How to Determine the Cause of a Leaking Roof

The wet, cold rainy and snowy season is almost upon us. While that means snow days, hot chocolate and telling stories around a fire – it also means nasty leaks and having to put pots around your home to catch them. A leaking roof can be one of the biggest scourges for a homeowner, because a leaking roof never simply means a leaking roof – it also means having to search for where the leak is coming from, subsequent water damage and a possible mold outbreak. If you have an older home with an older roof that hasn’t been upgraded in a while, chances are that you might have a leaky roof problem. Here is how to determine the cause of a leaking roof.

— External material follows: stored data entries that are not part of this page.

use crate::cell::CellRef;
use crate::error::TableResult;
use pn_core::Table;
use std::path::Path;

/// Read/write access to named sheets of workbook documents.
///
/// Implementations must tolerate concurrent calls: result writers for
/// different cases share one store.
pub trait TabularDataSource: Send + Sync {
    /// Whether a workbook exists at `path`.
    fn exists(&self, path: &Path) -> bool;

    fn sheet_names(&self, path: &Path) -> TableResult<Vec<String>>;

    /// Read one sheet. The first non-blank row is the header.
    fn read_sheet(&self, path: &Path, sheet: &str) -> TableResult<Table>;

    /// Write `table` into `sheet`, creating the workbook and sheet if needed.
    ///
    /// Sheet names longer than 31 characters are truncated. Returns the name
    /// actually written.
    fn write_sheet(
        &self,
        table: &Table,
        path: &Path,
        sheet: &str,
        anchor: CellRef,
        clear_before_write: bool,
    ) -> TableResult<String>;
}
//! Sink flow profiles.

use pn_core::{Table, Value};
use pn_tables::{SheetRef, TableError, TableResult, TabularDataSource};
use std::collections::BTreeSet;
use std::path::Path;

/// First cell of the header row of a profile sheet.
pub const SINKS_KEY: &str = "Sinks";

/// Joins case and condition in model file names, so labels may not contain it.
const SEPARATOR: char = '_';
const SUBSTITUTE: char = '-';

/// Characters a label may not carry into a model file or sheet name.
const RESERVED: [char; 3] = [SEPARATOR, '/', '\\'];

/// Replace the file-name separator and path separators in a case or
/// condition label.
pub fn sanitize_label(label: &str, origin: &SheetRef) -> String {
    if !label.contains(RESERVED) {
        return label.to_string();
    }
    let clean = label.replace(RESERVED, &SUBSTITUTE.to_string());
    tracing::warn!(sheet = %origin, label = %label, renamed = %clean, "'_', '/' and '\\' are reserved in case labels, replaced with '-'");
    clean
}

/// Flow per sink (rows) and case (columns).
#[derive(Debug, Clone, PartialEq)]
pub struct SinkProfile {
    pub origin: SheetRef,
    sinks: Vec<String>,
    cases: Vec<String>,
    /// `flows[sink][case]`
    flows: Vec<Vec<f64>>,
}

impl SinkProfile {
    pub fn load(source: &dyn TabularDataSource, path: &Path, sheet: &str) -> TableResult<Self> {
        let origin = SheetRef::new(path, sheet);
        let table = source.read_sheet(path, sheet).map_err(TableError::logged)?;
        Self::from_table(&table, origin)
    }

    /// Parse a profile sheet whose header row starts with `Sinks`.
    ///
    /// Rows without a sink name are dropped. Empty flow cells read as zero.
    pub fn from_table(table: &Table, origin: SheetRef) -> TableResult<Self> {
        let table = table
            .rebase_on_key(SINKS_KEY)
            .ok_or_else(|| origin.missing_columns([SINKS_KEY]).logged())?;

        let mut cases = Vec::new();
        for column in &table.columns()[1..] {
            let case = sanitize_label(column, &origin);
            if cases.contains(&case) {
                return Err(origin.duplicate(SINKS_KEY, &case).logged());
            }
            cases.push(case);
        }

        let mut sinks = Vec::new();
        let mut flows = Vec::new();
        let mut seen = BTreeSet::new();
        for row in table.rows() {
            let Some(sink) = row[0].label() else {
                continue;
            };
            if !seen.insert(sink.clone()) {
                return Err(origin.duplicate(SINKS_KEY, &sink).logged());
            }
            let values = row[1..]
                .iter()
                .zip(&cases)
                .map(|(cell, case)| flow_value(cell, &sink, case, &origin))
                .collect();
            sinks.push(sink);
            flows.push(values);
        }

        tracing::info!(sheet = %origin, sinks = sinks.len(), cases = cases.len(), "sink profile loaded");
        Ok(Self {
            origin,
            sinks,
            cases,
            flows,
        })
    }

    pub fn sinks(&self) -> &[String] {
        &self.sinks
    }

    pub fn cases(&self) -> &[String] {
        &self.cases
    }

    pub fn has_case(&self, case: &str) -> bool {
        self.cases.iter().any(|c| c == case)
    }

    pub fn flow(&self, sink: &str, case: &str) -> Option<f64> {
        let s = self.sinks.iter().position(|n| n == sink)?;
        let c = self.cases.iter().position(|n| n == case)?;
        Some(self.flows[s][c])
    }

    /// `(sink, flow)` for every sink in one case column.
    pub fn column(&self, case: &str) -> Option<Vec<(&str, f64)>> {
        let c = self.cases.iter().position(|n| n == case)?;
        Some(
            self.sinks
                .iter()
                .zip(&self.flows)
                .map(|(sink, row)| (sink.as_str(), row[c]))
                .collect(),
        )
    }
}

fn flow_value(cell: &Value, sink: &str, case: &str, origin: &SheetRef) -> f64 {
    if cell.is_empty() {
        return 0.0;
    }
    cell.as_f64().unwrap_or_else(|| {
        tracing::warn!(sheet = %origin, sink = %sink, case = %case, value = %cell, "non-numeric flow read as zero");
        0.0
    })
}
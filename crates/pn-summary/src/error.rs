use pn_tables::TableError;
use std::path::PathBuf;
use thiserror::Error;

pub type SummaryResult<T> = Result<T, SummaryError>;

/// Any of these aborts the whole summary: extremes are compared across
/// cases, so one bad case invalidates the rest.
#[derive(Error, Debug)]
pub enum SummaryError {
    #[error("Results file not found: {}", .path.display())]
    MissingFile { path: PathBuf },

    #[error("Case '{case}' has no '{parameter}' column")]
    MissingParameter { case: String, parameter: String },

    #[error("Equipment '{label}' not found in the profile results of case '{case}'")]
    MissingLabel { case: String, label: String },

    #[error("No numeric '{parameter}' values in {scope}")]
    NoRows { scope: String, parameter: String },

    #[error(transparent)]
    Table(#[from] TableError),
}
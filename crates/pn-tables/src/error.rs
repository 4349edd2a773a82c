//! Input-table errors.
//!
//! Every variant that concerns a sheet carries the workbook path and sheet
//! name so the operator can find the offending cell block.

use std::path::{Path, PathBuf};
use thiserror::Error;

pub type TableResult<T> = Result<T, TableError>;

#[derive(Error, Debug)]
pub enum TableError {
    #[error("Workbook not found: {}", .path.display())]
    WorkbookNotFound { path: PathBuf },

    #[error("Sheet not found (workbook: {}, sheet: {sheet})", .path.display())]
    SheetNotFound { path: PathBuf, sheet: String },

    #[error("Sheet is empty (workbook: {}, sheet: {sheet})", .path.display())]
    EmptySheet { path: PathBuf, sheet: String },

    #[error("Missing required columns {columns:?} (workbook: {}, sheet: {sheet})", .path.display())]
    MissingColumns {
        path: PathBuf,
        sheet: String,
        columns: Vec<String>,
    },

    #[error("Column '{column}' must hold unique values, '{value}' repeats (workbook: {}, sheet: {sheet})", .path.display())]
    DuplicateValue {
        path: PathBuf,
        sheet: String,
        column: String,
        value: String,
    },

    #[error("Unknown component type '{value}' in column '{column}' (workbook: {}, sheet: {sheet})", .path.display())]
    UnknownComponentType {
        path: PathBuf,
        sheet: String,
        column: String,
        value: String,
    },

    #[error("Malformed table: {reason} (workbook: {}, sheet: {sheet})", .path.display())]
    Malformed {
        path: PathBuf,
        sheet: String,
        reason: String,
    },

    #[error("Invalid cell reference: {reference}")]
    InvalidCellRef { reference: String },

    #[error("Failed to access workbook {}", .path.display())]
    Io {
        path: PathBuf,
        #[source]
        source: std::io::Error,
    },

    #[error("Workbook {} is not valid JSON", .path.display())]
    Json {
        path: PathBuf,
        #[source]
        source: serde_json::Error,
    },
}

impl TableError {
    /// Log the error once, right before it leaves the component that raised it.
    pub fn logged(self) -> Self {
        tracing::error!(error = %self, "input table rejected");
        self
    }
}

/// Identity of one sheet in one workbook, used to stamp errors.
#[derive(Debug, Clone, PartialEq, Eq, Hash)]
pub struct SheetRef {
    pub path: PathBuf,
    pub sheet: String,
}

impl SheetRef {
    pub fn new(path: impl AsRef<Path>, sheet: impl Into<String>) -> Self {
        Self {
            path: path.as_ref().to_path_buf(),
            sheet: sheet.into(),
        }
    }

    pub fn missing_columns<I, S>(&self, columns: I) -> TableError
    where
        I: IntoIterator<Item = S>,
        S: Into<String>,
    {
        TableError::MissingColumns {
            path: self.path.clone(),
            sheet: self.sheet.clone(),
            columns: columns.into_iter().map(Into::into).collect(),
        }
    }

    pub fn duplicate(&self, column: &str, value: &str) -> TableError {
        TableError::DuplicateValue {
            path: self.path.clone(),
            sheet: self.sheet.clone(),
            column: column.to_string(),
            value: value.to_string(),
        }
    }

    pub fn unknown_kind(&self, column: &str, value: &str) -> TableError {
        TableError::UnknownComponentType {
            path: self.path.clone(),
            sheet: self.sheet.clone(),
            column: column.to_string(),
            value: value.to_string(),
        }
    }

    pub fn malformed(&self, reason: impl Into<String>) -> TableError {
        TableError::Malformed {
            path: self.path.clone(),
            sheet: self.sheet.clone(),
            reason: reason.into(),
        }
    }

    pub fn empty(&self) -> TableError {
        TableError::EmptySheet {
            path: self.path.clone(),
            sheet: self.sheet.clone(),
        }
    }

    pub fn not_found(&self) -> TableError {
        TableError::SheetNotFound {
            path: self.path.clone(),
            sheet: self.sheet.clone(),
        }
    }
}

impl std::fmt::Display for SheetRef {
    fn fmt(&self, f: &mut std::fmt::Formatter<'_>) -> std::fmt::Result {
        write!(f, "{}[{}]", self.path.display(), self.sheet)
    }
}
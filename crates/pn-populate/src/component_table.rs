//! Validated component sheet.

use pn_core::{ComponentKind, Table, Value, params};
use pn_tables::{SheetRef, TableError, TableResult, TabularDataSource};
use std::collections::BTreeSet;
use std::path::Path;
use std::str::FromStr;

/// A component sheet with unique `Name`s and known `Component` kinds.
#[derive(Debug, Clone, PartialEq)]
pub struct ComponentTable {
    pub origin: SheetRef,
    table: Table,
}

impl ComponentTable {
    /// Read and validate a component sheet.
    ///
    /// `Name` and `Component` are mandatory and `Name` must be unique. Rows
    /// whose kind is unknown are dropped with a warning.
    pub fn load(source: &dyn TabularDataSource, path: &Path, sheet: &str) -> TableResult<Self> {
        let origin = SheetRef::new(path, sheet);
        let table = source.read_sheet(path, sheet).map_err(TableError::logged)?;
        Self::from_table(table, origin)
    }

    pub fn from_table(mut table: Table, origin: SheetRef) -> TableResult<Self> {
        if table.width() == 0 {
            return Err(origin.empty().logged());
        }
        let missing: Vec<&str> = [params::NAME, params::COMPONENT]
            .into_iter()
            .filter(|c| !table.has_column(c))
            .collect();
        if !missing.is_empty() {
            return Err(origin.missing_columns(missing).logged());
        }

        let mut seen = BTreeSet::new();
        for name in table.column(params::NAME).unwrap_or_default() {
            if let Some(label) = name.label()
                && !seen.insert(label.clone())
            {
                return Err(origin.duplicate(params::NAME, &label).logged());
            }
        }

        let mut unknown = BTreeSet::new();
        let name_idx = table.column_index(params::NAME);
        let kind_idx = table.column_index(params::COMPONENT);
        table.retain_rows(|row| {
            let name = name_idx.and_then(|i| row[i].label());
            let kind = kind_idx.and_then(|i| row[i].label());
            match (name, kind) {
                (Some(_), Some(kind)) => {
                    let known = ComponentKind::from_str(&kind).is_ok();
                    if !known {
                        unknown.insert(kind);
                    }
                    known
                }
                _ => false,
            }
        });
        if !unknown.is_empty() {
            tracing::warn!(sheet = %origin, kinds = ?unknown, "unknown component types removed");
        }

        tracing::info!(sheet = %origin, rows = table.len(), "component data loaded");
        Ok(Self { origin, table })
    }

    pub fn table(&self) -> &Table {
        &self.table
    }

    /// Distinct kinds in first-appearance order.
    pub fn kinds(&self) -> Vec<ComponentKind> {
        let mut out = Vec::new();
        for row in 0..self.table.len() {
            if let Some(kind) = self.kind_at(row)
                && !out.contains(&kind)
            {
                out.push(kind);
            }
        }
        out
    }

    fn kind_at(&self, row: usize) -> Option<ComponentKind> {
        let label = self.table.cell(row, params::COMPONENT)?.label()?;
        ComponentKind::from_str(&label).ok()
    }

    /// `(name, row index)` of every component of `kind`.
    pub fn rows_of_kind(&self, kind: ComponentKind) -> Vec<(String, usize)> {
        (0..self.table.len())
            .filter(|row| self.kind_at(*row) == Some(kind))
            .filter_map(|row| {
                let name = self.table.cell(row, params::NAME)?.label()?;
                Some((name, row))
            })
            .collect()
    }

    /// Parameter columns: everything except the identity columns.
    pub fn parameter_columns(&self) -> Vec<&str> {
        self.table
            .columns()
            .iter()
            .map(String::as_str)
            .filter(|c| *c != params::NAME && *c != params::COMPONENT)
            .collect()
    }

    pub fn value(&self, row: usize, column: &str) -> Option<&Value> {
        self.table.cell(row, column).filter(|v| !v.is_empty())
    }
}
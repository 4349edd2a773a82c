use pn_tables::TableError;
use thiserror::Error;

pub type CaseResult<T> = Result<T, CaseError>;

#[derive(Error, Debug)]
pub enum CaseError {
    /// The case resolves to no overrides, settings or flows; it is never run.
    #[error("Case {key} has nothing to apply")]
    EmptyCase { key: String },

    #[error("Unknown case '{case}'")]
    UnknownCase { case: String },

    #[error("Unknown condition '{condition}'")]
    UnknownCondition { condition: String },

    #[error("Unknown simulation setting '{label}' (case {key})")]
    UnknownSetting { key: String, label: String },

    #[error(transparent)]
    Table(#[from] TableError),
}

Your first step is to grab a flashlight and a wire hanger and then head to the attic or crawlspace of your home. You want to do this as soon as you detect a leak, because the sooner you find a leak, the faster you can seal it. Once you are in your attic or crawlspace, you want to find the area where the water is coming from. Once you follow the trail of the water leak, you can take your wire hanger and carefully push it through the hole – the wire hanger will serve as a marker. The next day when the weather is more calm, you can then head to your roof to find where you pushed the hanger through and effectively seal the leak.

Another way to determine where a leak is coming from is by trying to find evidence of moist or damp insulation in your attic. If you can’t find the leak just by looking around, chances are that it may be hidden behind your insulation. This is by far one of the worst places for a leak to be, but the sooner you find it, the less damage the leak will cause.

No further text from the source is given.